He also said there was a possibility that the size of Afghan security forces could shrink, "as is often the case after the end of a conflict."

Mr. Gates, the first member of Mr. Obama's national security team to travel to Afghanistan since Mr. Obama announced last week that he would send an additional 30,000 troops to the country, told reporters en route to Kabul that he had already signed orders for the deployment of 17,000 additional personnel, and that most would be in place in southern Afghanistan by the spring.

Included in the group are 1,500 Marines from Camp Lejeune, N.C., who will deploy later this month; an additional 6,200 Marines from Camp Lejeune, who will deploy in early spring; and a brigade combat team of about 3,400 soldiers from the 10th Mountain Division at Fort Drum, N.Y., who will also deploy next spring to train Afghan security forces.
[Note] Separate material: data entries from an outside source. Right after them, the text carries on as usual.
use crate::models;
use chrono::{DateTime, Utc};
use sqlx::PgPool;
use tracing::Instrument;

#[derive(sqlx::FromRow)]
struct DeploymentRow {
    id: i32,
    project_id: i32,
    status: String,
    branch: String,
    container_name: String,
    image_name: String,
    extension: String,
    rollback_to_id: Option<i32>,
    host_port: Option<i32>,
    container_port: Option<i32>,
    created_at: DateTime<Utc>,
    updated_at: DateTime<Utc>,
}

impl TryFrom<DeploymentRow> for models::Deployment {
    type Error = String;

    fn try_from(row: DeploymentRow) -> Result<Self, Self::Error> {
        Ok(models::Deployment {
            id: row.id,
            project_id: row.project_id,
            status: row.status.parse()?,
            branch: row.branch,
            container_name: row.container_name,
            image_name: row.image_name,
            extension: row.extension,
            rollback_to_id: row.rollback_to_id,
            host_port: row.host_port,
            container_port: row.container_port,
            created_at: row.created_at,
            updated_at: row.updated_at,
        })
    }
}

pub async fn fetch(pool: &PgPool, id: i32) -> Result<Option<models::Deployment>, String> {
    tracing::info!("Fetch deployment {}", id);
    sqlx::query_as::<_, DeploymentRow>(
        r#"
        SELECT id, project_id, status, branch, container_name, image_name, extension,
               rollback_to_id, host_port, container_port, created_at, updated_at
        FROM deployment
        WHERE id=$1
        LIMIT 1
        "#,
    )
    .bind(id)
    .fetch_optional(pool)
    .await
    .map_err(|err| {
        tracing::error!("Failed to fetch deployment, error: {:?}", err);
        "Could not fetch data".to_string()
    })?
    .map(models::Deployment::try_from)
    .transpose()
}

pub async fn insert(
    pool: &PgPool,
    mut deployment: models::Deployment,
) -> Result<models::Deployment, String> {
    let query_span = tracing::info_span!("Saving new deployment into the database");
    sqlx::query_scalar::<_, i32>(
        r#"
        INSERT INTO deployment (
            project_id, status, branch, container_name, image_name, extension,
            rollback_to_id, host_port, container_port, created_at, updated_at
        )
        VALUES ($1, $2, $3, $4, $5, $6, $7, $8, $9, $10, $11)
        RETURNING id;
        "#,
    )
    .bind(deployment.project_id)
    .bind(deployment.status.as_str())
    .bind(&deployment.branch)
    .bind(&deployment.container_name)
    .bind(&deployment.image_name)
    .bind(&deployment.extension)
    .bind(deployment.rollback_to_id)
    .bind(deployment.host_port)
    .bind(deployment.container_port)
    .bind(deployment.created_at)
    .bind(deployment.updated_at)
    .fetch_one(pool)
    .instrument(query_span)
    .await
    .map(move |id| {
        deployment.id = id;
        deployment
    })
    .map_err(|e| {
        tracing::error!("Failed to execute query: {:?}", e);
        "Failed to insert".to_string()
    })
}

pub async fn update(
    pool: &PgPool,
    mut deployment: models::Deployment,
) -> Result<models::Deployment, String> {
    let query_span = tracing::info_span!("Updating deployment in the database");
    sqlx::query_scalar::<_, DateTime<Utc>>(
        r#"
        UPDATE deployment
        SET
            status=$2,
            container_name=$3,
            image_name=$4,
            rollback_to_id=$5,
            host_port=$6,
            container_port=$7,
            updated_at=NOW()
        WHERE id = $1
        RETURNING updated_at
        "#,
    )
    .bind(deployment.id)
    .bind(deployment.status.as_str())
    .bind(&deployment.container_name)
    .bind(&deployment.image_name)
    .bind(deployment.rollback_to_id)
    .bind(deployment.host_port)
    .bind(deployment.container_port)
    .fetch_one(pool)
    .instrument(query_span)
    .await
    .map(|updated_at| {
        tracing::info!("Deployment {} has been updated", deployment.id);
        deployment.updated_at = updated_at;
        deployment
    })
    .map_err(|err| {
        tracing::error!("Failed to execute query: {:?}", err);
        "Failed to update deployment".to_string()
    })
}

pub async fn add_log(pool: &PgPool, deployment_id: i32, line: &str) -> Result<(), String> {
    sqlx::query("INSERT INTO deployment_log (deployment_id, line) VALUES ($1, $2)")
        .bind(deployment_id)
        .bind(line)
        .execute(pool)
        .await
        .map(|_| ())
        .map_err(|err| {
            tracing::error!("Failed to append deployment log: {:?}", err);
            "Failed to append log".to_string()
        })
}
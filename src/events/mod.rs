//! In-process pub/sub connecting the pipeline stages.
//!
//! `PROJECT_UPLOADED -> FRAMEWORK_DETECTED.<fw> -> SOURCE_CODE_READY -> DEPLOYED`,
//! and for pushes `PUSH_EVENT_RECEIVED -> SOURCE_CODE_READY`.

use crate::context;
use crate::detector::Framework;
use crate::errors::PipelineError;
use crate::models;
use async_trait::async_trait;
use serde::{Deserialize, Serialize};
use std::collections::HashMap;
use std::fmt;
use std::path::PathBuf;
use std::sync::{Arc, RwLock};
use tokio::task::JoinHandle;

/// Name of the Dockerfile generated for detected frameworks. A user's own `Dockerfile`
/// is never overwritten.
pub const GENERATED_DOCKERFILE: &str = "Dockerfile.dockhand";

#[derive(Debug, Clone, Copy, PartialEq, Eq, Hash)]
pub enum Topic {
    ProjectUploaded,
    FrameworkDetected(Framework),
    SourceCodeReady,
    PushEventReceived,
    Deployed,
}

impl Topic {
    pub fn as_str(&self) -> String {
        match self {
            Self::ProjectUploaded => "PROJECT_UPLOADED".to_string(),
            Self::FrameworkDetected(framework) => {
                format!("FRAMEWORK_DETECTED.{}", framework.as_str())
            }
            Self::SourceCodeReady => "SOURCE_CODE_READY".to_string(),
            Self::PushEventReceived => "PUSH_EVENT_RECEIVED".to_string(),
            Self::Deployed => "DEPLOYED".to_string(),
        }
    }
}

impl fmt::Display for Topic {
    fn fmt(&self, f: &mut fmt::Formatter<'_>) -> fmt::Result {
        f.write_str(&self.as_str())
    }
}

#[derive(Debug, Clone, PartialEq, Eq, Serialize, Deserialize)]
pub struct ProjectUploaded {
    pub project_path: PathBuf,
    pub project_id: i32,
}

#[derive(Debug, Clone, PartialEq, Eq, Serialize, Deserialize)]
pub struct FrameworkDetected {
    pub project_path: PathBuf,
    pub project_id: i32,
    pub framework: Framework,
    /// Marker file the framework was recognised by
    pub config_file: String,
}

/// What the builder should feed to the container runtime.
#[derive(Debug, Clone, PartialEq, Eq, Serialize, Deserialize)]
pub enum BuildSource {
    Dockerfile(String),
    Compose(String),
}

impl BuildSource {
    /// Build source for a project whose files were already prepared by an earlier run.
    pub fn for_project(project: &models::Project) -> Self {
        if let Some(compose) = &project.docker_compose_file {
            return Self::Compose(compose.clone());
        }
        match project.framework.as_deref().and_then(|f| f.parse().ok()) {
            Some(Framework::Dockerfile) => Self::Dockerfile("Dockerfile".to_string()),
            Some(Framework::DockerCompose) => Self::Compose("docker-compose.yml".to_string()),
            _ => Self::Dockerfile(GENERATED_DOCKERFILE.to_string()),
        }
    }
}

#[derive(Debug, Clone, PartialEq, Eq, Serialize, Deserialize)]
pub struct SourceCodeReady {
    pub project_path: PathBuf,
    pub project_id: i32,
    pub source: BuildSource,
}

#[derive(Debug, Clone, PartialEq, Eq, Serialize, Deserialize)]
pub struct PushEventReceived {
    pub project_id: i32,
    pub repository: String,
    pub clone_url: String,
    pub branch: String,
    pub commit_message: Option<String>,
    pub pusher: Option<String>,
}

#[derive(Debug, Clone, PartialEq, Eq, Serialize, Deserialize)]
pub struct Deployed {
    pub project_id: i32,
    pub deployment_id: i32,
    pub container_name: String,
    /// `None` for compose projects, which publish their own ports.
    pub host_port: Option<u16>,
}

#[derive(Debug, Clone, PartialEq, Eq)]
pub enum Event {
    ProjectUploaded(ProjectUploaded),
    FrameworkDetected(FrameworkDetected),
    SourceCodeReady(SourceCodeReady),
    PushEventReceived(PushEventReceived),
    Deployed(Deployed),
}

impl Event {
    pub fn topic(&self) -> Topic {
        match self {
            Self::ProjectUploaded(_) => Topic::ProjectUploaded,
            Self::FrameworkDetected(e) => Topic::FrameworkDetected(e.framework),
            Self::SourceCodeReady(_) => Topic::SourceCodeReady,
            Self::PushEventReceived(_) => Topic::PushEventReceived,
            Self::Deployed(_) => Topic::Deployed,
        }
    }
}

#[async_trait]
pub trait EventHandler: Send + Sync {
    fn name(&self) -> &'static str;

    async fn handle(&self, event: Event) -> Result<(), PipelineError>;
}

/// Topic keyed subscriber table. Cloning shares the table.
#[derive(Clone, Default)]
pub struct EventBus {
    subscribers: Arc<RwLock<HashMap<Topic, Vec<Arc<dyn EventHandler>>>>>,
}

impl EventBus {
    pub fn new() -> Self {
        Self::default()
    }

    pub fn subscribe(&self, topic: Topic, handler: Arc<dyn EventHandler>) {
        tracing::debug!(topic = %topic, handler = handler.name(), "Subscribing handler");
        match self.subscribers.write() {
            Ok(mut subscribers) => subscribers.entry(topic).or_default().push(handler),
            Err(err) => tracing::error!("subscriber table poisoned: {}", err),
        }
    }

    fn handlers_for(&self, topic: Topic) -> Vec<Arc<dyn EventHandler>> {
        self.subscribers
            .read()
            .map(|subscribers| subscribers.get(&topic).cloned().unwrap_or_default())
            .unwrap_or_default()
    }

    /// Fire-and-forget. Each handler runs on its own task with a copy of the caller's
    /// context scope; failures are logged here and never reach the emitter.
    pub fn emit(&self, event: Event) -> Vec<JoinHandle<()>> {
        let topic = event.topic();
        let handlers = self.handlers_for(topic);
        if handlers.is_empty() {
            tracing::warn!(topic = %topic, "No handlers subscribed");
        }

        let ctx = context::snapshot().unwrap_or_default();
        handlers
            .into_iter()
            .map(|handler| {
                let event = event.clone();
                let ctx = ctx.clone();
                tokio::spawn(context::scope(ctx, run_handler(handler, event)))
            })
            .collect()
    }

    /// Run the subscribed handlers in order, awaiting each, in the caller's scope.
    pub async fn dispatch(&self, event: Event) {
        for handler in self.handlers_for(event.topic()) {
            run_handler(handler, event.clone()).await;
        }
    }
}

async fn run_handler(handler: Arc<dyn EventHandler>, event: Event) {
    let topic = event.topic();
    match handler.handle(event).await {
        Ok(()) => tracing::debug!(topic = %topic, handler = handler.name(), "Handled event"),
        Err(err) if err.is_validation() => {
            tracing::warn!(topic = %topic, handler = handler.name(), "Stage aborted: {}", err)
        }
        Err(err) => {
            tracing::error!(topic = %topic, handler = handler.name(), "Handler failed: {}", err)
        }
    }
}


#[cfg(test)]
mod tests {
    use super::testing::Recorder;
    use super::*;
    use crate::context::{ContextKey, PipelineContext};

    struct Failing;

    #[async_trait]
    impl EventHandler for Failing {
        fn name(&self) -> &'static str {
            "failing"
        }

        async fn handle(&self, _event: Event) -> Result<(), PipelineError> {
            Err(PipelineError::Validation("nothing recognised".into()))
        }
    }

    fn deployed() -> Event {
        Event::Deployed(Deployed {
            project_id: 1,
            deployment_id: 2,
            container_name: "shop-main-abcd".into(),
            host_port: Some(49153),
        })
    }

    #[test]
    fn test_framework_topics_are_namespaced() {
        assert_eq!(
            Topic::FrameworkDetected(Framework::NextJs).as_str(),
            "FRAMEWORK_DETECTED.nextjs"
        );
        assert_eq!(Topic::SourceCodeReady.to_string(), "SOURCE_CODE_READY");
    }

    #[tokio::test]
    async fn test_emit_copies_scope_and_swallows_errors() {
        let bus = EventBus::new();
        let (recorder, mut rx) = Recorder::new();
        bus.subscribe(Topic::Deployed, Arc::new(Failing));
        bus.subscribe(Topic::Deployed, recorder);

        let ctx = PipelineContext::new().with(ContextKey::RepositoryId, "acme/shop");
        let handles = context::scope(ctx, async { bus.emit(deployed()) }).await;
        for handle in handles {
            handle.await.unwrap();
        }

        let (event, repo) = rx.recv().await.unwrap();
        assert_eq!(event, deployed());
        assert_eq!(repo.as_deref(), Some("acme/shop"));
    }

    #[tokio::test]
    async fn test_emit_to_other_topic_reaches_nobody() {
        let bus = EventBus::new();
        let (recorder, mut rx) = Recorder::new();
        bus.subscribe(Topic::FrameworkDetected(Framework::Flask), recorder);
        bus.dispatch(deployed()).await;
        assert!(rx.try_recv().is_err());
    }
}
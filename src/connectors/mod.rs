//! External provider connectors.
//!
//! Every outbound integration sits behind a trait so stages and jobs can be
//! exercised without network access:
//!
//! 1. the trait and its HTTP client live together in `{provider}.rs`
//! 2. settings come from [`crate::configuration::Settings`]
//! 3. callers hold `Arc<dyn Trait>` and never see reqwest

pub mod cloudflare;
pub mod errors;
pub mod notifier;

pub use cloudflare::{CloudflareClient, DnsProvider, DnsRecordType, Zone};
pub use errors::ConnectorError;
pub use notifier::{HttpNotifier, LogNotifier, Notification, Notifier};
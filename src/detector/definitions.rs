use super::classifier::MarkerKind;
use super::Framework;

pub struct FrameworkDefinition {
    pub framework: Framework,
    pub marker_file: &'static str,
    pub marker: MarkerKind,
    pub dependencies: &'static [&'static str],
}

/// Detection table. Order is precedence: the first definition whose marker file is
/// present and accepted wins.
pub const FRAMEWORK_DEFINITIONS: &[FrameworkDefinition] = &[
    FrameworkDefinition {
        framework: Framework::NextJs,
        marker_file: "package.json",
        marker: MarkerKind::PackageManifest,
        dependencies: &["next"],
    },
    FrameworkDefinition {
        framework: Framework::React,
        marker_file: "package.json",
        marker: MarkerKind::PackageManifest,
        dependencies: &["react", "react-dom"],
    },
    FrameworkDefinition {
        framework: Framework::Express,
        marker_file: "package.json",
        marker: MarkerKind::PackageManifest,
        dependencies: &["express"],
    },
    FrameworkDefinition {
        framework: Framework::Django,
        marker_file: "requirements.txt",
        marker: MarkerKind::RequirementsList,
        dependencies: &["django"],
    },
    FrameworkDefinition {
        framework: Framework::Flask,
        marker_file: "requirements.txt",
        marker: MarkerKind::RequirementsList,
        dependencies: &["flask"],
    },
    FrameworkDefinition {
        framework: Framework::FastApi,
        marker_file: "requirements.txt",
        marker: MarkerKind::RequirementsList,
        dependencies: &["fastapi"],
    },
    FrameworkDefinition {
        framework: Framework::Django,
        marker_file: "pyproject.toml",
        marker: MarkerKind::PyProject,
        dependencies: &["django"],
    },
    FrameworkDefinition {
        framework: Framework::Flask,
        marker_file: "pyproject.toml",
        marker: MarkerKind::PyProject,
        dependencies: &["flask"],
    },
    FrameworkDefinition {
        framework: Framework::FastApi,
        marker_file: "pyproject.toml",
        marker: MarkerKind::PyProject,
        dependencies: &["fastapi"],
    },
    FrameworkDefinition {
        framework: Framework::DockerCompose,
        marker_file: "docker-compose.yml",
        marker: MarkerKind::ContainerDefinition,
        dependencies: &[],
    },
    FrameworkDefinition {
        framework: Framework::DockerCompose,
        marker_file: "docker-compose.yaml",
        marker: MarkerKind::ContainerDefinition,
        dependencies: &[],
    },
    FrameworkDefinition {
        framework: Framework::Dockerfile,
        marker_file: "Dockerfile",
        marker: MarkerKind::ContainerDefinition,
        dependencies: &[],
    },
];

pub fn definitions_for(framework: Framework) -> impl Iterator<Item = &'static FrameworkDefinition> {
    FRAMEWORK_DEFINITIONS
        .iter()
        .filter(move |def| def.framework == framework)
}
use super::GitClient;
use crate::context::{self, ContextKey};
use crate::db::ProjectStore;
use crate::errors::PipelineError;
use crate::events::{BuildSource, Event, EventBus, EventHandler, SourceCodeReady};
use crate::pipeline::DeploymentLocks;
use async_trait::async_trait;
use std::path::PathBuf;
use std::sync::Arc;

/// `PUSH_EVENT_RECEIVED` stage: bring the checkout up to date and hand it to the builder.
pub struct PushSync {
    bus: EventBus,
    projects: Arc<dyn ProjectStore>,
    git: GitClient,
    locks: DeploymentLocks,
}

impl PushSync {
    pub fn new(
        bus: EventBus,
        projects: Arc<dyn ProjectStore>,
        git: GitClient,
        locks: DeploymentLocks,
    ) -> Self {
        Self {
            bus,
            projects,
            git,
            locks,
        }
    }
}

#[async_trait]
impl EventHandler for PushSync {
    fn name(&self) -> &'static str {
        "push_sync"
    }

    #[tracing::instrument(name = "Sync pushed branch", skip_all)]
    async fn handle(&self, event: Event) -> Result<(), PipelineError> {
        let Event::PushEventReceived(push) = event else {
            return Ok(());
        };

        let project = self
            .projects
            .find(push.project_id)
            .await
            .map_err(PipelineError::Store)?
            .ok_or_else(|| PipelineError::Validation(format!("project {} not found", push.project_id)))?;
        if project.branch != push.branch {
            return Err(PipelineError::Validation(format!(
                "push to {} does not match project branch {}",
                push.branch, project.branch
            )));
        }

        let path = PathBuf::from(&project.local_repo_path);
        {
            let _guard = self.locks.acquire(&project.repo_id, &project.branch).await;
            self.git.pull(&path, &project.branch).await?;
        }
        tracing::info!(
            repository = %push.repository,
            pusher = push.pusher.as_deref().unwrap_or("unknown"),
            "Repository synced"
        );

        context::set(ContextKey::RepositoryId, project.repo_id.as_str());
        context::set(ContextKey::Branch, project.branch.as_str());
        context::set(ContextKey::ProjectName, project.name.as_str());
        if let Some(message) = &push.commit_message {
            context::set(ContextKey::LastCommitMessage, message.as_str());
        }

        self.bus.emit(Event::SourceCodeReady(SourceCodeReady {
            project_path: path,
            project_id: project.id,
            source: BuildSource::for_project(&project),
        }));
        Ok(())
    }
}

#[cfg(test)]
mod tests {
    use super::*;
    use crate::builder::process::mock::MockExecutor;
    use crate::context::PipelineContext;
    use crate::db::MemoryStore;
    use crate::events::testing::Recorder;
    use crate::events::{PushEventReceived, Topic, GENERATED_DOCKERFILE};
    use crate::models::Project;

    fn push(project_id: i32, branch: &str) -> Event {
        Event::PushEventReceived(PushEventReceived {
            project_id,
            repository: "acme/shop".into(),
            clone_url: "https://github.com/acme/shop.git".into(),
            branch: branch.into(),
            commit_message: Some("fix checkout".into()),
            pusher: Some("ada".into()),
        })
    }

    #[tokio::test]
    async fn test_push_pulls_then_emits_source_ready() {
        let store = Arc::new(MemoryStore::new());
        let mut project = Project::new(
            "acme/shop".into(),
            "main".into(),
            "Shop".into(),
            "/srv/acme-shop/main".into(),
        );
        project.framework = Some("nextjs".into());
        let project = store.insert_project(project).unwrap();

        let bus = EventBus::new();
        let (recorder, mut rx) = Recorder::new();
        bus.subscribe(Topic::SourceCodeReady, recorder);
        let executor = Arc::new(MockExecutor::default());
        let sync = PushSync::new(
            bus,
            store,
            GitClient::new(executor.clone(), None),
            DeploymentLocks::new(),
        );

        context::scope(PipelineContext::new(), sync.handle(push(project.id, "main")))
            .await
            .unwrap();

        assert_eq!(executor.calls(), vec!["git pull origin main".to_string()]);
        let (event, repo) = rx.recv().await.unwrap();
        assert_eq!(repo.as_deref(), Some("acme/shop"));
        assert_eq!(
            event,
            Event::SourceCodeReady(SourceCodeReady {
                project_path: PathBuf::from("/srv/acme-shop/main"),
                project_id: project.id,
                source: BuildSource::Dockerfile(GENERATED_DOCKERFILE.to_string()),
            })
        );
    }

    #[tokio::test]
    async fn test_failed_pull_stops_the_run() {
        let store = Arc::new(MemoryStore::new());
        let project = store
            .insert_project(Project::new(
                "acme/shop".into(),
                "main".into(),
                "Shop".into(),
                "/srv/acme-shop/main".into(),
            ))
            .unwrap();

        let bus = EventBus::new();
        let (recorder, mut rx) = Recorder::new();
        bus.subscribe(Topic::SourceCodeReady, recorder);
        let executor = Arc::new(MockExecutor::default());
        executor.fail_on("git pull", 1);
        let sync = PushSync::new(bus, store, GitClient::new(executor, None), DeploymentLocks::new());

        let err = context::scope(PipelineContext::new(), sync.handle(push(project.id, "main")))
            .await
            .unwrap_err();
        assert!(matches!(err, PipelineError::ToolExecution { .. }));
        assert!(rx.try_recv().is_err());
    }
}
Mr. Gates said that one "eye opener" for the Americans was learning that the Taliban often paid their militia fighters more than the Afghan government paid its soldiers and police officers, and that a pay increase for the Afghan security forces was crucial to building them up.

Another problem, Mr. Gates said, was that the Afghan security forces were spread far too thin. "Attrition is higher in the areas where the combat is heavier," he said. "The reason is there aren't enough of them. And they basically fight until they die, or they go AWOL."

Rotating in more Afghan soldiers, he said, "would be an important part of the retention piece as well."

Asked if it was not "late in the game" in an eight-year-old war to begin learning these facts about Afghan security forces, Mr. Gates replied that "there's a lot of this that's late in the game, frankly."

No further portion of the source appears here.